Questions:
1) In analytical geometry, normal vector to a plane is found by the cross product of two lines in that plane, i wonder what the magnitude of the normal vector to the plane tells us (how it's determined)?
2) How the dot product of a vector from origin pointing a point in the plane and normal to that plane gives us the distance of the plane from the origin ?
r.n = d
where 'r' is the position vector of a point lying on the said plane, 'n' is the unit normal vector parallel to the normal that joins the origin to the plane, 'd' is the perpendicular distance of the plane from the origin.
I can't understand the relationship of 'd' here, please explain.
Thanks in advance!
The equation of a 3D plane is $$a x + b y + c z - d = 0$$ In vector notation, using $\vec{n} = (a, b, c)$ and $\vec{r} = (x, y, z)$, $$\vec{n} \cdot \vec{r} - d = 0$$ which we can read as "Point $\vec{r}$ is on the plane if and only if the length of its projection to the plane normal $\vec{n}$ is $d$."
Because the shortest distance is measured along the normal, $d$ is the signed distance from origin to the plane, in units of the length of the normal vector.
If $\vec{n}$ is an unit vector, then $d$ is the signed distance. If the plane is in the direction of the normal vector, then $d \gt 0$; if the plane is in the opposite direction, then $d \lt 0$. If the plane passes through origin, $d = 0$.

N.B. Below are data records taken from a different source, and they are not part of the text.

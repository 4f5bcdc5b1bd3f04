//! Sidebar: navigation tree, open/collapsed state and drag resizing.
//!
//! The sidebar behaves differently on either side of the mobile breakpoint.
//! On mobile it is an overlay (see [`MobileOverlay`]) that always starts
//! closed. On desktop it sits beside the content and can be collapsed to a
//! rail; that choice and the dragged width are persisted.

use crate::overlay::MobileOverlay;
use crate::pointer::{ListenerId, PointerListeners, PointerPhase, PointerTarget};
use crate::section::Section;
use crate::settings::Settings;

/// Narrowest sidebar width in pixels.
pub const MIN_WIDTH_PX: u32 = 200;
/// Widest sidebar width in pixels.
pub const MAX_WIDTH_PX: u32 = 400;
/// Width used before any width is measured or restored.
pub const DEFAULT_WIDTH_PX: u32 = 300;

/// Clamps a width to the allowed sidebar range.
#[must_use]
pub fn clamp_width(width_px: i64) -> u32 {
    let clamped = width_px.clamp(i64::from(MIN_WIDTH_PX), i64::from(MAX_WIDTH_PX));
    u32::try_from(clamped).unwrap_or(DEFAULT_WIDTH_PX)
}

#[derive(Clone, Debug, PartialEq, Eq)]
/// Link in the navigation tree.
pub struct NavItem {
    /// Target section id.
    pub id: String,
    /// Link text.
    pub title: String,
    /// Heading level of the target.
    pub level: usize,
    /// Parent item.
    pub parent: Option<usize>,
    /// Whether the item has nested items.
    pub has_children: bool,
    /// Whether nested items are shown.
    pub expanded: bool,
    /// Whether the link points at the active section.
    pub active: bool,
}

#[derive(Clone, Debug, Default)]
/// Navigation tree mirroring the section hierarchy.
pub struct NavTree {
    items: Vec<NavItem>,
    all_collapsed: bool,
    cursor: usize,
}

impl NavTree {
    #[must_use]
    /// Builds a fully expanded tree from linked sections.
    pub fn build(sections: &[Section]) -> Self {
        let items = sections
            .iter()
            .map(|s| NavItem {
                id: s.id.clone(),
                title: s.title.clone(),
                level: s.level,
                parent: s.parent_index,
                has_children: !s.children_indices.is_empty(),
                expanded: true,
                active: false,
            })
            .collect();
        Self {
            items,
            all_collapsed: false,
            cursor: 0,
        }
    }

    #[must_use]
    /// All items in document order.
    pub fn items(&self) -> &[NavItem] {
        &self.items
    }

    #[must_use]
    /// Index of the item for `id`.
    pub fn position(&self, id: &str) -> Option<usize> {
        self.items.iter().position(|item| item.id == id)
    }

    fn is_visible(&self, mut index: usize) -> bool {
        while let Some(parent) = self.items[index].parent {
            if !self.items[parent].expanded {
                return false;
            }
            index = parent;
        }
        true
    }

    #[must_use]
    /// Indices of items whose ancestors are all expanded.
    pub fn visible_items(&self) -> Vec<usize> {
        (0..self.items.len()).filter(|&i| self.is_visible(i)).collect()
    }

    /// Expands or collapses one item; returns the new state, or `None` when
    /// the item has nothing to collapse.
    pub fn toggle_item(&mut self, index: usize) -> Option<bool> {
        let item = self.items.get_mut(index)?;
        if !item.has_children {
            return None;
        }
        item.expanded = !item.expanded;
        Some(item.expanded)
    }

    /// Collapses every item, or expands every item when already collapsed.
    /// Returns whether the tree is now collapsed.
    pub fn collapse_all(&mut self) -> bool {
        self.all_collapsed = !self.all_collapsed;
        let expanded = !self.all_collapsed;
        for item in self.items.iter_mut().filter(|i| i.has_children) {
            item.expanded = expanded;
        }
        self.clamp_cursor();
        self.all_collapsed
    }

    #[must_use]
    /// Glyph of the collapse-all control: what clicking it will do.
    pub fn collapse_all_glyph(&self) -> &'static str {
        if self.all_collapsed {
            "⊞"
        } else {
            "⊟"
        }
    }

    /// Makes the link for `id` the only active one, expanding its ancestors
    /// so it is visible. Unknown ids leave the tree unchanged.
    pub fn mark_active(&mut self, id: &str) -> bool {
        let Some(index) = self.position(id) else {
            return false;
        };
        for (i, item) in self.items.iter_mut().enumerate() {
            item.active = i == index;
        }
        let mut parent = self.items[index].parent;
        while let Some(p) = parent {
            self.items[p].expanded = true;
            parent = self.items[p].parent;
        }
        true
    }

    #[must_use]
    /// The active item.
    pub fn active(&self) -> Option<&NavItem> {
        self.items.iter().find(|i| i.active)
    }

    #[must_use]
    /// Item under the keyboard cursor.
    pub fn cursor(&self) -> Option<usize> {
        self.items.get(self.cursor).map(|_| self.cursor)
    }

    /// Moves the cursor by `delta` visible items.
    pub fn move_cursor(&mut self, delta: isize) {
        let visible = self.visible_items();
        if visible.is_empty() {
            return;
        }
        let at = visible.iter().position(|&i| i == self.cursor).unwrap_or(0);
        let target = at.saturating_add_signed(delta).min(visible.len() - 1);
        self.cursor = visible[target];
    }

    /// Moves the cursor to its parent item.
    pub fn cursor_to_parent(&mut self) {
        if let Some(parent) = self.items.get(self.cursor).and_then(|i| i.parent) {
            self.cursor = parent;
        }
    }

    /// Puts the cursor on `index`.
    pub fn set_cursor(&mut self, index: usize) {
        if index < self.items.len() {
            self.cursor = index;
        }
    }

    fn clamp_cursor(&mut self) {
        while !self.items.is_empty() && !self.is_visible(self.cursor) {
            match self.items[self.cursor].parent {
                Some(parent) => self.cursor = parent,
                None => break,
            }
        }
    }
}

#[derive(Clone, Copy, Debug, PartialEq, Eq)]
/// Persisted shape of the sidebar.
pub struct SidebarState {
    /// Mobile overlay open.
    pub is_open: bool,
    /// Width in pixels, within [`MIN_WIDTH_PX`, `MAX_WIDTH_PX`].
    pub width_px: u32,
    /// Desktop sidebar collapsed to a rail.
    pub collapsed: bool,
}

#[derive(Clone, Copy, Debug, PartialEq, Eq)]
/// An in-progress drag of the sidebar edge.
pub struct ResizeSession {
    start_x: u32,
    start_width: u32,
    move_listener: ListenerId,
    release_listener: ListenerId,
}

#[derive(Clone, Debug)]
/// Owns the sidebar state, its navigation tree and resize drags.
pub struct SidebarManager {
    state: SidebarState,
    tree: NavTree,
    resize: Option<ResizeSession>,
}

impl SidebarManager {
    #[must_use]
    /// Creates an open sidebar of `measured_width_px` over `sections`.
    pub fn new(sections: &[Section], measured_width_px: u32) -> Self {
        Self {
            state: SidebarState {
                is_open: false,
                width_px: clamp_width(i64::from(measured_width_px)),
                collapsed: false,
            },
            tree: NavTree::build(sections),
            resize: None,
        }
    }

    #[must_use]
    /// Current state.
    pub fn state(&self) -> SidebarState {
        self.state
    }

    #[must_use]
    /// Navigation tree.
    pub fn tree(&self) -> &NavTree {
        &self.tree
    }

    /// Navigation tree, mutably.
    pub fn tree_mut(&mut self) -> &mut NavTree {
        &mut self.tree
    }

    /// Replaces the tree after the document changed.
    pub fn rebuild(&mut self, sections: &[Section]) {
        self.tree = NavTree::build(sections);
    }

    /// Applies saved preferences. Only desktop viewports restore; mobile
    /// starts closed and expanded.
    pub fn restore(&mut self, is_mobile: bool, settings: &Settings) {
        self.state.is_open = false;
        if is_mobile {
            return;
        }
        self.state.collapsed = settings.sidebar_collapsed();
        if let Some(width) = settings.sidebar_width() {
            self.state.width_px = width;
        }
        tracing::debug!(state = ?self.state, "sidebar restored");
    }

    /// Toggles the sidebar for the current viewport. On mobile this opens or
    /// closes the overlay; on desktop it collapses or expands the sidebar and
    /// persists the choice. Returns whether the sidebar is now shown.
    pub fn toggle(
        &mut self,
        is_mobile: bool,
        overlay: &mut MobileOverlay,
        settings: &mut Settings,
    ) -> bool {
        if is_mobile {
            self.state.is_open = overlay.toggle();
            self.state.is_open
        } else {
            self.state.collapsed = !self.state.collapsed;
            settings.set_sidebar_collapsed(self.state.collapsed);
            !self.state.collapsed
        }
    }

    /// Copies the overlay's open flag after it changed on its own.
    pub fn sync_overlay(&mut self, overlay: &MobileOverlay) {
        self.state.is_open = overlay.is_open();
    }

    #[must_use]
    /// Whether the sidebar is drawn on a viewport of the given kind.
    pub fn visible(&self, is_mobile: bool) -> bool {
        if is_mobile {
            self.state.is_open
        } else {
            !self.state.collapsed
        }
    }

    #[must_use]
    /// Whether a drag is in progress.
    pub fn is_resizing(&self) -> bool {
        self.resize.is_some()
    }

    /// Starts a drag at `x_px`, registering move and release listeners.
    /// A drag already in progress is finished first.
    pub fn start_resize(&mut self, x_px: u32, listeners: &mut PointerListeners) {
        if let Some(session) = self.resize.take() {
            detach(session, listeners);
        }
        self.resize = Some(ResizeSession {
            start_x: x_px,
            start_width: self.state.width_px,
            move_listener: listeners.add(PointerPhase::Move, PointerTarget::SidebarResize),
            release_listener: listeners.add(PointerPhase::Release, PointerTarget::SidebarResize),
        });
    }

    /// Applies the drag at `x_px` live; returns the new width.
    pub fn resize_to(&mut self, x_px: u32) -> Option<u32> {
        let session = self.resize?;
        let delta = i64::from(x_px) - i64::from(session.start_x);
        self.state.width_px = clamp_width(i64::from(session.start_width) + delta);
        Some(self.state.width_px)
    }

    /// Ends the drag, persisting the width and removing both listeners.
    pub fn finish_resize(
        &mut self,
        listeners: &mut PointerListeners,
        settings: &mut Settings,
    ) -> Option<u32> {
        let session = self.resize.take()?;
        detach(session, listeners);
        settings.set_sidebar_width(self.state.width_px);
        tracing::debug!(width = self.state.width_px, "sidebar resized");
        Some(self.state.width_px)
    }
}

fn detach(session: ResizeSession, listeners: &mut PointerListeners) {
    listeners.remove(session.move_listener);
    listeners.remove(session.release_listener);
}

#[cfg(test)]
#[path = "tests/sidebar.rs"]
mod tests;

So, the answers to the stated questions are:
The length of the normal vector determines the scale for the signed distance from origin, $d$. If say $\lVert\vec{n}\rVert = 2$, then $d$ is half the measured distance.
Shortest distance is always measured along the surface normal. The minimum distance between plane and the origin is measured along the plane normal, along the line passing through origin.